10/09/2018

40.000 Rohingya refugees living in India face the threat of deportation

Religion should not be instrumentalized in election campaigns (Press Release)

Last Thursday, seven Rohingya refugees from Assam State were deported to Burma. Image: UN Photo / Amanda Voisard via Flickr CC BY-NC-ND 2.0

Last Thursday, seven Rohingya refugees from Assam State were deported to Burma. Image: UN Photo / Amanda Voisard via Flickr CC BY-NC-ND 2.0

The Society for Threatened Peoples (STP) has warned India not to deport a group of 40,000 Rohingya refugees to Burma. “A mass deportation of people who have fled from crimes against humanity would have to be seen as a violation of the international law principle of non-refoulement,” emphasized Ulrich Delius, the STP’s director, in Göttingen on Tuesday. In a letter to India’s Prime Minister Narendra Modi, the STP recalled that the country is obliged not to deport the victims of serious human rights violations to the persecuting state of Burma. “A few days ago, the Federal Interior Ministry of India had announced plans to collect the biometric data of the Rohingya refugees in order to prepare their deportation. Now, they are living in fear,” Delius stated. Last Thursday, seven Rohingya refugees were deported to Burma from Assam State.

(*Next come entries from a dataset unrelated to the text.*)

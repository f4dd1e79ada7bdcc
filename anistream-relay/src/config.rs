//! Process configuration from environment variables.

use std::fmt::Display;
use std::path::PathBuf;
use std::str::FromStr;
use std::time::Duration;

use media_fetch::{FetchConfig, ProxyConfig};
use tracing::warn;

use crate::api::server::ApiServerConfig;

pub const ENV_BIND_ADDRESS: &str = "RELAY_BIND_ADDRESS";
pub const ENV_PORT: &str = "RELAY_PORT";
pub const ENV_ROUTE_PREFIX: &str = "RELAY_ROUTE_PREFIX";
pub const ENV_FETCH_TIMEOUT: &str = "RELAY_FETCH_TIMEOUT_SECS";
pub const ENV_MANIFEST_TIMEOUT: &str = "RELAY_MANIFEST_TIMEOUT_SECS";
pub const ENV_MAX_REDIRECTS: &str = "RELAY_MAX_REDIRECTS";
pub const ENV_MANIFEST_ATTEMPTS: &str = "RELAY_MANIFEST_ATTEMPTS";
pub const ENV_RETRY_BASE_MS: &str = "RELAY_RETRY_BASE_MS";
pub const ENV_USER_AGENT: &str = "RELAY_USER_AGENT";
pub const ENV_UPSTREAM_PROXY: &str = "RELAY_UPSTREAM_PROXY";
pub const ENV_LOG_DIR: &str = "LOG_DIR";

/// Everything the relay process needs to start.
#[derive(Debug, Clone, Default)]
pub struct RelayConfig {
    pub server: ApiServerConfig,
    pub fetch: FetchConfig,
}

impl RelayConfig {
    /// Load from the process environment, falling back to defaults.
    pub fn from_env_or_default() -> Self {
        Self::from_lookup(|key| std::env::var(key).ok())
    }

    /// Load from an arbitrary key lookup. Invalid values are logged and ignored.
    pub fn from_lookup(lookup: impl Fn(&str) -> Option<String>) -> Self {
        let mut config = Self::default();

        if let Some(bind_address) = non_empty(&lookup, ENV_BIND_ADDRESS) {
            config.server.bind_address = bind_address;
        }
        if let Some(port) = parse_var::<u16>(&lookup, ENV_PORT) {
            config.server.port = port;
        }
        if let Some(prefix) = lookup(ENV_ROUTE_PREFIX) {
            config.server.route_prefix = normalize_prefix(&prefix);
        }

        let fetch = &mut config.fetch;
        if let Some(secs) = parse_var::<u64>(&lookup, ENV_FETCH_TIMEOUT).filter(|s| *s > 0) {
            fetch.relay_timeout = Duration::from_secs(secs);
        }
        if let Some(secs) = parse_var::<u64>(&lookup, ENV_MANIFEST_TIMEOUT).filter(|s| *s > 0) {
            fetch.manifest_timeout = Duration::from_secs(secs);
        }
        if let Some(max) = parse_var::<usize>(&lookup, ENV_MAX_REDIRECTS) {
            fetch.max_redirects = max;
        }
        if let Some(attempts) = parse_var::<u32>(&lookup, ENV_MANIFEST_ATTEMPTS) {
            if attempts == 0 {
                warn!(key = ENV_MANIFEST_ATTEMPTS, "At least one attempt is required, keeping default");
            } else {
                fetch.retry.max_attempts = attempts;
            }
        }
        if let Some(ms) = parse_var::<u64>(&lookup, ENV_RETRY_BASE_MS) {
            fetch.retry.base_delay = Duration::from_millis(ms);
        }
        if let Some(user_agent) = non_empty(&lookup, ENV_USER_AGENT) {
            fetch.user_agent = user_agent;
        }
        if let Some(raw) = non_empty(&lookup, ENV_UPSTREAM_PROXY) {
            match ProxyConfig::from_url(&raw) {
                Ok(proxy) => fetch.proxy = Some(proxy),
                Err(e) => warn!(key = ENV_UPSTREAM_PROXY, error = %e, "Ignoring upstream proxy"),
            }
        }

        config
    }

    /// Directory for daily rolling log files, if any. Read before logging
    /// starts, ahead of [`from_env_or_default`](Self::from_env_or_default).
    pub fn log_dir_from_env() -> Option<PathBuf> {
        Self::log_dir_from_lookup(|key| std::env::var(key).ok())
    }

    pub fn log_dir_from_lookup(lookup: impl Fn(&str) -> Option<String>) -> Option<PathBuf> {
        non_empty(&lookup, ENV_LOG_DIR).map(PathBuf::from)
    }
}

/// `""` or `/` mount at the root; otherwise a leading slash and no trailing one.
fn normalize_prefix(raw: &str) -> String {
    let trimmed = raw.trim().trim_matches('/');
    if trimmed.is_empty() {
        String::new()
    } else {
        format!("/{trimmed}")
    }
}

fn non_empty(lookup: &impl Fn(&str) -> Option<String>, key: &str) -> Option<String> {
    lookup(key)
        .map(|v| v.trim().to_string())
        .filter(|v| !v.is_empty())
}

fn parse_var<T>(lookup: &impl Fn(&str) -> Option<String>, key: &str) -> Option<T>
where
    T: FromStr,
    T::Err: Display,
{
    let raw = non_empty(lookup, key)?;
    match raw.parse::<T>() {
        Ok(value) => Some(value),
        Err(e) => {
            warn!(key, value = %raw, error = %e, "Ignoring invalid configuration value");
            None
        }
    }
}

#[cfg(test)]
mod tests {
    use super::*;
    use std::collections::HashMap;

    fn load(pairs: &[(&str, &str)]) -> RelayConfig {
        let vars: HashMap<String, String> = pairs
            .iter()
            .map(|(k, v)| (k.to_string(), v.to_string()))
            .collect();
        RelayConfig::from_lookup(|key| vars.get(key).cloned())
    }

    #[test]
    fn defaults_without_environment() {
        let config = load(&[]);
        assert_eq!(config.server.bind_address, "0.0.0.0");
        assert_eq!(config.server.port, 8787);
        assert_eq!(config.server.route_prefix, "/api");
        assert_eq!(config.fetch.relay_timeout, Duration::from_secs(30));
        assert_eq!(config.fetch.manifest_timeout, Duration::from_secs(60));
        assert_eq!(config.fetch.retry.max_attempts, 3);
        assert!(RelayConfig::log_dir_from_lookup(|_| None).is_none());
    }

    #[test]
    fn reads_overrides() {
        let config = load(&[
            (ENV_PORT, "9000"),
            (ENV_ROUTE_PREFIX, "media/"),
            (ENV_RETRY_BASE_MS, "250"),
            (ENV_UPSTREAM_PROXY, "socks5://user:pw@127.0.0.1:1080"),
        ]);
        assert_eq!(config.server.port, 9000);
        assert_eq!(config.server.route_prefix, "/media");
        assert_eq!(config.fetch.retry.base_delay, Duration::from_millis(250));
        let proxy = config.fetch.proxy.unwrap();
        assert_eq!(proxy.auth.unwrap().username, "user");
    }

    #[test]
    fn log_dir_is_trimmed_and_optional() {
        let lookup = |value: &'static str| {
            move |key: &str| (key == ENV_LOG_DIR).then(|| value.to_string())
        };
        assert_eq!(
            RelayConfig::log_dir_from_lookup(lookup(" /var/log/relay ")),
            Some(PathBuf::from("/var/log/relay"))
        );
        assert!(RelayConfig::log_dir_from_lookup(lookup("  ")).is_none());
    }

    #[test]
    fn invalid_values_keep_defaults() {
        let config = load(&[
            (ENV_PORT, "not-a-port"),
            (ENV_MANIFEST_ATTEMPTS, "0"),
            (ENV_FETCH_TIMEOUT, "0"),
            (ENV_UPSTREAM_PROXY, "ftp://proxy"),
        ]);
        assert_eq!(config.server.port, 8787);
        assert_eq!(config.fetch.retry.max_attempts, 3);
        assert_eq!(config.fetch.relay_timeout, Duration::from_secs(30));
        assert!(config.fetch.proxy.is_none());
    }

    #[test]
    fn root_prefix() {
        assert_eq!(normalize_prefix("/"), "");
        assert_eq!(normalize_prefix(" /api/ "), "/api");
    }
}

The human rights organization warned that the Rohingya issue should not be instrumentalized in the upcoming election campaign for the parliamentary elections in India in 2019. “It is irresponsible to slander and criminalize an entire ethnic group,” Delius criticized. Recently, the president of the influential Hindu nationalist party BJP, Amit Shah, had stated that “illegal immigrants are like termites that undermine national security.” “It is scandalous and unjustified to accuse the Rohingya of supporting international terrorism merely based on the fact that they are Muslims,” Delius emphasized. The human rights advocate accused the Indian politician of using the Rohingya issue to mobilize voters. However, it is absurd to argue that Rohingya women and children who are suffering from serious human rights violations and need protection could be active supporters of Pakistani terrorist groups. 

There are about 40,000 Rohingya refugees living in India. Only 16,500 of them are officially registered by the UN High Commissioner for Refugees – but India’s authorities are not even prepared to recognize these registrations and provisional ID documents. The situation of the Rohingya has become especially problematic since India’s authorities decided to resettle around 7,000 of them to the state of Jammu & Kashmir, along the disputed border between India and Pakistan. “Thus, Hindu nationalists are accusing the Rohingya refugees of spying for Pakistan, the hostile neighboring country, only because they are Muslims,” Delius stated.